New findings shed light on people's response to daylight and biological clock

Fresh insight into how biological clocks adjust to having less sunlight in the winter could help us better understand the impact of jet lag and shift work.

Scientists studying the daily activity cycle in plants - known as circadian rhythms - have discovered a finely tuned process that enables the plant's genes to respond to the times of dawn and dusk each day, as well as the length of daylight in between.

This system helps the plant to reset its internal clock every day in response to seasonal changes in daylight, which helps the plant control the timing of key activities such as growth and flowering.

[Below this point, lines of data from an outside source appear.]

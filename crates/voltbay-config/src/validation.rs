//! Configuration validation

use crate::schema::{CountdownPolicy, RawCodes, RawConfig, RawDurations, RawStationConfig};
use crate::station::DEFAULT_TICK_INTERVAL;
use std::collections::HashSet;
use thiserror::Error;
use voltbay_util::is_well_formed;

/// Validation error
#[derive(Debug, Clone, PartialEq, Eq, Error)]
pub enum ValidationError {
    #[error("{field}: code must be exactly 4 digits")]
    MalformedCode { field: String },

    #[error("codes.default_user_codes[{index}]: duplicate code")]
    DuplicateUserCode { index: usize },

    #[error("codes.default_user_codes[{index}]: equals the admin code")]
    AdminCodeInUserCodes { index: usize },

    #[error("durations.{slot}: must be a positive number of minutes, got {value}")]
    InvalidDuration { slot: &'static str, value: i64 },

    #[error("station.tick_interval_ms: must be greater than zero")]
    InvalidTickInterval,

    #[error(
        "station.tick_interval_ms: per_tick countdown takes one second per tick, got {interval_ms} ms"
    )]
    PerTickIntervalMismatch { interval_ms: u64 },

    #[error("station.name: cannot be empty")]
    EmptyStationName,
}

/// Validate a raw configuration, collecting every problem
pub fn validate_config(config: &RawConfig) -> Vec<ValidationError> {
    let mut errors = Vec::new();

    errors.extend(validate_station(&config.station));
    errors.extend(validate_codes(&config.codes));
    if let Some(durations) = &config.durations {
        errors.extend(validate_durations(durations));
    }

    errors
}

fn validate_station(station: &RawStationConfig) -> Vec<ValidationError> {
    let mut errors = Vec::new();

    if let Some(name) = &station.name
        && name.trim().is_empty()
    {
        errors.push(ValidationError::EmptyStationName);
    }

    match station.tick_interval_ms {
        Some(0) => errors.push(ValidationError::InvalidTickInterval),
        Some(interval_ms)
            if station.countdown.unwrap_or_default() == CountdownPolicy::PerTick
                && u128::from(interval_ms) != DEFAULT_TICK_INTERVAL.as_millis() =>
        {
            errors.push(ValidationError::PerTickIntervalMismatch { interval_ms });
        }
        _ => {}
    }

    errors
}

fn validate_codes(codes: &RawCodes) -> Vec<ValidationError> {
    let mut errors = Vec::new();

    if let Some(admin) = &codes.admin_code
        && !is_well_formed(admin)
    {
        errors.push(ValidationError::MalformedCode {
            field: "codes.admin_code".into(),
        });
    }

    let admin = codes
        .admin_code
        .as_deref()
        .unwrap_or(crate::DEFAULT_ADMIN_CODE);

    if let Some(user_codes) = &codes.default_user_codes {
        let mut seen = HashSet::new();
        for (index, code) in user_codes.iter().enumerate() {
            if !is_well_formed(code) {
                errors.push(ValidationError::MalformedCode {
                    field: format!("codes.default_user_codes[{}]", index),
                });
            } else if code == admin {
                errors.push(ValidationError::AdminCodeInUserCodes { index });
            } else if !seen.insert(code.as_str()) {
                errors.push(ValidationError::DuplicateUserCode { index });
            }
        }
    }

    errors
}

/// Check the duration triple
pub fn validate_durations(durations: &RawDurations) -> Vec<ValidationError> {
    [
        ("short", durations.short),
        ("medium", durations.medium),
        ("long", durations.long),
    ]
    .into_iter()
    .filter(|(_, value)| *value <= 0 || u32::try_from(*value).is_err())
    .map(|(slot, value)| ValidationError::InvalidDuration { slot, value })
    .collect()
}

#[cfg(test)]
mod tests {
    use super::*;

    fn raw(codes: RawCodes, durations: Option<RawDurations>) -> RawConfig {
        RawConfig {
            config_version: 1,
            station: RawStationConfig::default(),
            codes,
            durations,
        }
    }

    #[test]
    fn empty_config_is_valid() {
        assert!(validate_config(&raw(RawCodes::default(), None)).is_empty());
    }

    #[test]
    fn malformed_admin_code() {
        let codes = RawCodes {
            admin_code: Some("12345".into()),
            default_user_codes: None,
        };
        let errors = validate_config(&raw(codes, None));
        assert_eq!(
            errors,
            vec![ValidationError::MalformedCode {
                field: "codes.admin_code".into()
            }]
        );
    }

    #[test]
    fn user_code_problems_are_all_reported() {
        let codes = RawCodes {
            admin_code: None,
            default_user_codes: Some(vec![
                "1001".into(),
                "1001".into(),
                "9999".into(),
                "10a1".into(),
            ]),
        };
        let errors = validate_config(&raw(codes, None));
        assert_eq!(
            errors,
            vec![
                ValidationError::DuplicateUserCode { index: 1 },
                ValidationError::AdminCodeInUserCodes { index: 2 },
                ValidationError::MalformedCode {
                    field: "codes.default_user_codes[3]".into()
                },
            ]
        );
    }

    #[test]
    fn custom_admin_code_frees_the_default() {
        let codes = RawCodes {
            admin_code: Some("4242".into()),
            default_user_codes: Some(vec!["9999".into(), "4242".into()]),
        };
        let errors = validate_config(&raw(codes, None));
        assert_eq!(errors, vec![ValidationError::AdminCodeInUserCodes { index: 1 }]);
    }

    #[test]
    fn non_positive_durations() {
        let durations = RawDurations {
            short: 0,
            medium: -5,
            long: 90,
        };
        let errors = validate_config(&raw(RawCodes::default(), Some(durations)));
        assert_eq!(
            errors,
            vec![
                ValidationError::InvalidDuration { slot: "short", value: 0 },
                ValidationError::InvalidDuration { slot: "medium", value: -5 },
            ]
        );
    }

    #[test]
    fn zero_tick_interval() {
        let mut config = raw(RawCodes::default(), None);
        config.station = RawStationConfig {
            name: Some("Bay 1".into()),
            data_dir: None,
            tick_interval_ms: Some(0),
            countdown: Some(CountdownPolicy::WallClock),
        };
        assert_eq!(
            validate_config(&config),
            vec![ValidationError::InvalidTickInterval]
        );
    }

    #[test]
    fn per_tick_needs_one_second_interval() {
        let mut config = raw(RawCodes::default(), None);
        config.station.tick_interval_ms = Some(500);
        assert_eq!(
            validate_config(&config),
            vec![ValidationError::PerTickIntervalMismatch { interval_ms: 500 }]
        );

        config.station.countdown = Some(CountdownPolicy::PerTick);
        config.station.tick_interval_ms = Some(1000);
        assert!(validate_config(&config).is_empty());

        config.station.countdown = Some(CountdownPolicy::WallClock);
        config.station.tick_interval_ms = Some(500);
        assert!(validate_config(&config).is_empty());
    }
}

The findings shed light on how living things, including people, respond to patterns of daylight, and how our bodies respond when our daily rhythms are interrupted, for example by global travel or unsociable working hours.

Circadian rhythms - which are found in most living things - influence many biological functions that vary throughout the day. In people, these include sleepiness, body temperature, blood pressure, and physical strength.

Researchers at the University of Edinburgh used mathematical models to show how much the plants' rhythms accounted for dawn and dusk as well as day length.

The study, published in Molecular Systems Biology, was carried out with the Universities of Warwick and Central Lancashire and the Hungarian Academy of Sciences. It was funded by the Biotechnology and Biological Sciences Research Council and the Engineering and Physical Sciences Research Council.

Professor Andrew Millar of the University of Edinburgh's School of Biological Sciences, who led the study, said: "Our results give us valuable information on how plants - and people - respond to changing lengths of day. It could give a new way to understand how to cope when our daily rhythms of light and dark are interrupted."